[PROBLEM TO WORK ON]
Below this line is a set of entries; quote exactly the lines from the line that contains "pub struct CacheInfo" to the line that contains "filename src/database_ops/sync.rs", both lines included.

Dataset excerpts
┌──
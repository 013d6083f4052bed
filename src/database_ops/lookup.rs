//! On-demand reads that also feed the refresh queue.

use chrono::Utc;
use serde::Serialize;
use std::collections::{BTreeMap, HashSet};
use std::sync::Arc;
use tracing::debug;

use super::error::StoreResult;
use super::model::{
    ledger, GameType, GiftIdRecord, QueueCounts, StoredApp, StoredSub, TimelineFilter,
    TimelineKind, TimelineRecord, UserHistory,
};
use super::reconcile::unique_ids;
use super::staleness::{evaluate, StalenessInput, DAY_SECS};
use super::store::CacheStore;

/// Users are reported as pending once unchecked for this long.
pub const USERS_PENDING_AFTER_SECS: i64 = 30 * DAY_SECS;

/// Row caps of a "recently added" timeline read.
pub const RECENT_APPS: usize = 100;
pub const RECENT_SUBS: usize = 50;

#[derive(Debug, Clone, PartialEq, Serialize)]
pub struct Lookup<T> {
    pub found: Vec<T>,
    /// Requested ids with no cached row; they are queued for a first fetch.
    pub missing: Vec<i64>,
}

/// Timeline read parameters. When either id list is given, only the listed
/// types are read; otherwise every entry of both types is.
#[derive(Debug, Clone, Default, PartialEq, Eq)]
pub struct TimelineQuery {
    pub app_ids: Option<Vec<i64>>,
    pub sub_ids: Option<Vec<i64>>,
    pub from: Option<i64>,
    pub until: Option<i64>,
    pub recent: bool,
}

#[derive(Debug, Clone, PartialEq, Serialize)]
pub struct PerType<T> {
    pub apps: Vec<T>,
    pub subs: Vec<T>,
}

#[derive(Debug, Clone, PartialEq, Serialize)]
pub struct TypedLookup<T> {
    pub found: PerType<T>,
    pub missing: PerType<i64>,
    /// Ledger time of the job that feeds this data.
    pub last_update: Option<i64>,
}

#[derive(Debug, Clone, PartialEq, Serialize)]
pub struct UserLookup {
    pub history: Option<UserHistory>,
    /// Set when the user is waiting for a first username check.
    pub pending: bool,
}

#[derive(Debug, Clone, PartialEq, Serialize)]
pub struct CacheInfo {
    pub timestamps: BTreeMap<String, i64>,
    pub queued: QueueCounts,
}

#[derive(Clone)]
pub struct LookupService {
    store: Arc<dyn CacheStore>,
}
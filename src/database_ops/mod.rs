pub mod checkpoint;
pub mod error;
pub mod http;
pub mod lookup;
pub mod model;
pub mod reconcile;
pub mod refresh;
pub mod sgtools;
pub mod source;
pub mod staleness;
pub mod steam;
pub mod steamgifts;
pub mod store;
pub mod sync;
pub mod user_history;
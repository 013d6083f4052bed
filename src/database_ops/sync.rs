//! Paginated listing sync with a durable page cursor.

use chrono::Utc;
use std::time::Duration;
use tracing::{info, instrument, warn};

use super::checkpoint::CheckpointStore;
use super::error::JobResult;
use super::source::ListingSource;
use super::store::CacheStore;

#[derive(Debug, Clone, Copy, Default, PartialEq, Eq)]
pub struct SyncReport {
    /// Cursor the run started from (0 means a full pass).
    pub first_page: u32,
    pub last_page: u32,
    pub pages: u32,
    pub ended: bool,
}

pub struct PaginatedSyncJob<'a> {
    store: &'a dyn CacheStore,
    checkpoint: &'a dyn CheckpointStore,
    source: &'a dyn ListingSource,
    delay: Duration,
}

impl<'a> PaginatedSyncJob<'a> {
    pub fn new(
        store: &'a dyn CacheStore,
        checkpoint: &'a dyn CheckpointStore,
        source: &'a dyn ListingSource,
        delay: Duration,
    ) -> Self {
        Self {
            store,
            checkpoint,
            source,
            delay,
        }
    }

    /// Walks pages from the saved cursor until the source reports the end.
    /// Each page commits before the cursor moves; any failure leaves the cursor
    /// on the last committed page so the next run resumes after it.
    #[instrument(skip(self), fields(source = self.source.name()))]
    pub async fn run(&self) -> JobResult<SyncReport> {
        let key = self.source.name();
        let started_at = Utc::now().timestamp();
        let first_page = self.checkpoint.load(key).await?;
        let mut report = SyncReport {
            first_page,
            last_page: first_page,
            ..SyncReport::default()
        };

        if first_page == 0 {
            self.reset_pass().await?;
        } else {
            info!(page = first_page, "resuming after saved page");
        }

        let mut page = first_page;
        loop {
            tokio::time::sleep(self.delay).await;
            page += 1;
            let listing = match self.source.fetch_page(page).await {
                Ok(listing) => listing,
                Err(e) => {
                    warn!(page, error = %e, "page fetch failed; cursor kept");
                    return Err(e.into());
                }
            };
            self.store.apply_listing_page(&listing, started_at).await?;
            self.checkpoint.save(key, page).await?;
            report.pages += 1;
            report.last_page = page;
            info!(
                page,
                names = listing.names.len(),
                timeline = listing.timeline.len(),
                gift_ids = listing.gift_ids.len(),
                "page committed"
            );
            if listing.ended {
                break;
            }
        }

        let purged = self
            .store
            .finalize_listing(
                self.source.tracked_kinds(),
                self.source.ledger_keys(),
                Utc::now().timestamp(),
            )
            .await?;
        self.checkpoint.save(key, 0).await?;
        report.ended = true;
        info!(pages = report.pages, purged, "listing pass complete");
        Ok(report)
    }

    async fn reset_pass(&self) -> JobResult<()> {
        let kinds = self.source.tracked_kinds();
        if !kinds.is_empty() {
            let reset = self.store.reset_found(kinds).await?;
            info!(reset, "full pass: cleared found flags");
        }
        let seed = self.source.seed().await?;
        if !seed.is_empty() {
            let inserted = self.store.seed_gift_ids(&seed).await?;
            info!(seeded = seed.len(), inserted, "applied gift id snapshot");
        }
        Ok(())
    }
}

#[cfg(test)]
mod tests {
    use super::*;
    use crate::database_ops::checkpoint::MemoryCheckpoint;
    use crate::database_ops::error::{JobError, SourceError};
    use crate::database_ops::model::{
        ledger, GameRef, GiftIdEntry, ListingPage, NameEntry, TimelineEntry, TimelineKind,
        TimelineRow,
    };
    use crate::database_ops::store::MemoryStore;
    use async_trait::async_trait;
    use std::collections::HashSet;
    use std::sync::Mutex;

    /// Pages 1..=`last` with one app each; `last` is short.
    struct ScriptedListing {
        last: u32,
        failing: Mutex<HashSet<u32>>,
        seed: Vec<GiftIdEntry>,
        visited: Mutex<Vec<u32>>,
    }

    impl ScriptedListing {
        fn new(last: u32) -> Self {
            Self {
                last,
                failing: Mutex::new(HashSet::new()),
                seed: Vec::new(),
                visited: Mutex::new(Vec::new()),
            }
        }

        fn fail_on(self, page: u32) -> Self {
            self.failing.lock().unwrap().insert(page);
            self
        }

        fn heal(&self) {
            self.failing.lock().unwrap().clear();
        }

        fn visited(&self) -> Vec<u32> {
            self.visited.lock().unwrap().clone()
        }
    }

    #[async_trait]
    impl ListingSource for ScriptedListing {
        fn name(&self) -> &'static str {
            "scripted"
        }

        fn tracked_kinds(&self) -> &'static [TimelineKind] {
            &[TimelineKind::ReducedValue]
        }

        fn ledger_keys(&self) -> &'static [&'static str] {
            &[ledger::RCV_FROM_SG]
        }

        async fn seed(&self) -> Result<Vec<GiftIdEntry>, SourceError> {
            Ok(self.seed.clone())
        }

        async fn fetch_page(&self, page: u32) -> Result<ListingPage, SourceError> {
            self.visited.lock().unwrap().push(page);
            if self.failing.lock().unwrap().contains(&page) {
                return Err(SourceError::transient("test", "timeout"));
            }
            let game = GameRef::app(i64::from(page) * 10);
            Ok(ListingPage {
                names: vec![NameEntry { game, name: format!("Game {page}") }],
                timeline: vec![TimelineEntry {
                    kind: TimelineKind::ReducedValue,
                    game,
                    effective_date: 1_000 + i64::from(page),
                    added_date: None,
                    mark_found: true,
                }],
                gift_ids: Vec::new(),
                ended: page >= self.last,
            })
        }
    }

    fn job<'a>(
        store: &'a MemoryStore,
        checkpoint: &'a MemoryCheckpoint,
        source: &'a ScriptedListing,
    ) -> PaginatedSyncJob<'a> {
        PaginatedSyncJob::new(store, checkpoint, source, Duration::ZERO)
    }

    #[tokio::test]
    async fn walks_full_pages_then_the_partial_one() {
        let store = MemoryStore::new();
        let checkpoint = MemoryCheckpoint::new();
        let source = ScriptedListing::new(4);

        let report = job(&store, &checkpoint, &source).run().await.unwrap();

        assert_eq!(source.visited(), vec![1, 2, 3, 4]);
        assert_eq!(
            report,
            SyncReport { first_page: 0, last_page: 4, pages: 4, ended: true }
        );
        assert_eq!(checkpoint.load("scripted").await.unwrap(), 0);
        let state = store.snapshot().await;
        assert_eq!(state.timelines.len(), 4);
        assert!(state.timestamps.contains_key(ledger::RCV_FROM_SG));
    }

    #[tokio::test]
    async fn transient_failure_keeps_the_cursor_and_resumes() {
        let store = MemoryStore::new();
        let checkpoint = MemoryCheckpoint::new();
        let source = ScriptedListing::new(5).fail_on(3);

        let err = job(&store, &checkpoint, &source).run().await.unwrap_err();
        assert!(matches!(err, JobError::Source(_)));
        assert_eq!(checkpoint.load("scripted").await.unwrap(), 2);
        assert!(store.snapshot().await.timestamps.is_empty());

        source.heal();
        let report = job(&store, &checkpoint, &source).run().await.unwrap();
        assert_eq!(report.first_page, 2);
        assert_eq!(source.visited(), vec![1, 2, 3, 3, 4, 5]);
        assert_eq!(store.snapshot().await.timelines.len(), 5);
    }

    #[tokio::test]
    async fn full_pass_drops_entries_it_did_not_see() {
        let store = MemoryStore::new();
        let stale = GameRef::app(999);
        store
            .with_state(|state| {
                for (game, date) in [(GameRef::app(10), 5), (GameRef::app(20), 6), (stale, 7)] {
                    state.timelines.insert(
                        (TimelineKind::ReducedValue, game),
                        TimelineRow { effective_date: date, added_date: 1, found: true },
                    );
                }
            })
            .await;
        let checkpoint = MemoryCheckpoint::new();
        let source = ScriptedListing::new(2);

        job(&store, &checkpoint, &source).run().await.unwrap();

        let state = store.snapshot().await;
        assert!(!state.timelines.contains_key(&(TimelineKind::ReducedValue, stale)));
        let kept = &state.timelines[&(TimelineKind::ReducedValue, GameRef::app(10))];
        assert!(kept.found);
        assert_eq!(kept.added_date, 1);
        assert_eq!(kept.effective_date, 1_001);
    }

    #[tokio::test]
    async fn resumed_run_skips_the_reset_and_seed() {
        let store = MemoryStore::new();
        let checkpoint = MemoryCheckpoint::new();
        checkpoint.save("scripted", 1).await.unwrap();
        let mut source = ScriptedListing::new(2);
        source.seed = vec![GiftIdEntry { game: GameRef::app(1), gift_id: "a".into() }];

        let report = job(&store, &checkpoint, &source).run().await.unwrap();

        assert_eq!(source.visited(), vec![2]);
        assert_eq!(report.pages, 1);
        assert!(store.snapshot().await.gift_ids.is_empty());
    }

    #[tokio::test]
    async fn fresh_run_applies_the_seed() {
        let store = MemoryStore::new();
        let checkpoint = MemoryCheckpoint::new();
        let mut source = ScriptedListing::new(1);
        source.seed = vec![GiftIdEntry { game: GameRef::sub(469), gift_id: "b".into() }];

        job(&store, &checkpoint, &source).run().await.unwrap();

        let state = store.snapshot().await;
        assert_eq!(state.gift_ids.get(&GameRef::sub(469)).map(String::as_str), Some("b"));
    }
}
└──
[SOLUTION TO THE EXERCISE]
pub struct CacheInfo {
    pub timestamps: BTreeMap<String, i64>,
    pub queued: QueueCounts,
}

#[derive(Clone)]
pub struct LookupService {
    store: Arc<dyn CacheStore>,
}
filename src/database_ops/mod.rs
pub mod checkpoint;
pub mod error;
pub mod http;
pub mod lookup;
pub mod model;
pub mod reconcile;
pub mod refresh;
pub mod sgtools;
pub mod source;
pub mod staleness;
pub mod steam;
pub mod steamgifts;
pub mod store;
pub mod sync;
pub mod user_history;
repository 013d6083f4052bed
filename src/database_ops/sync.rs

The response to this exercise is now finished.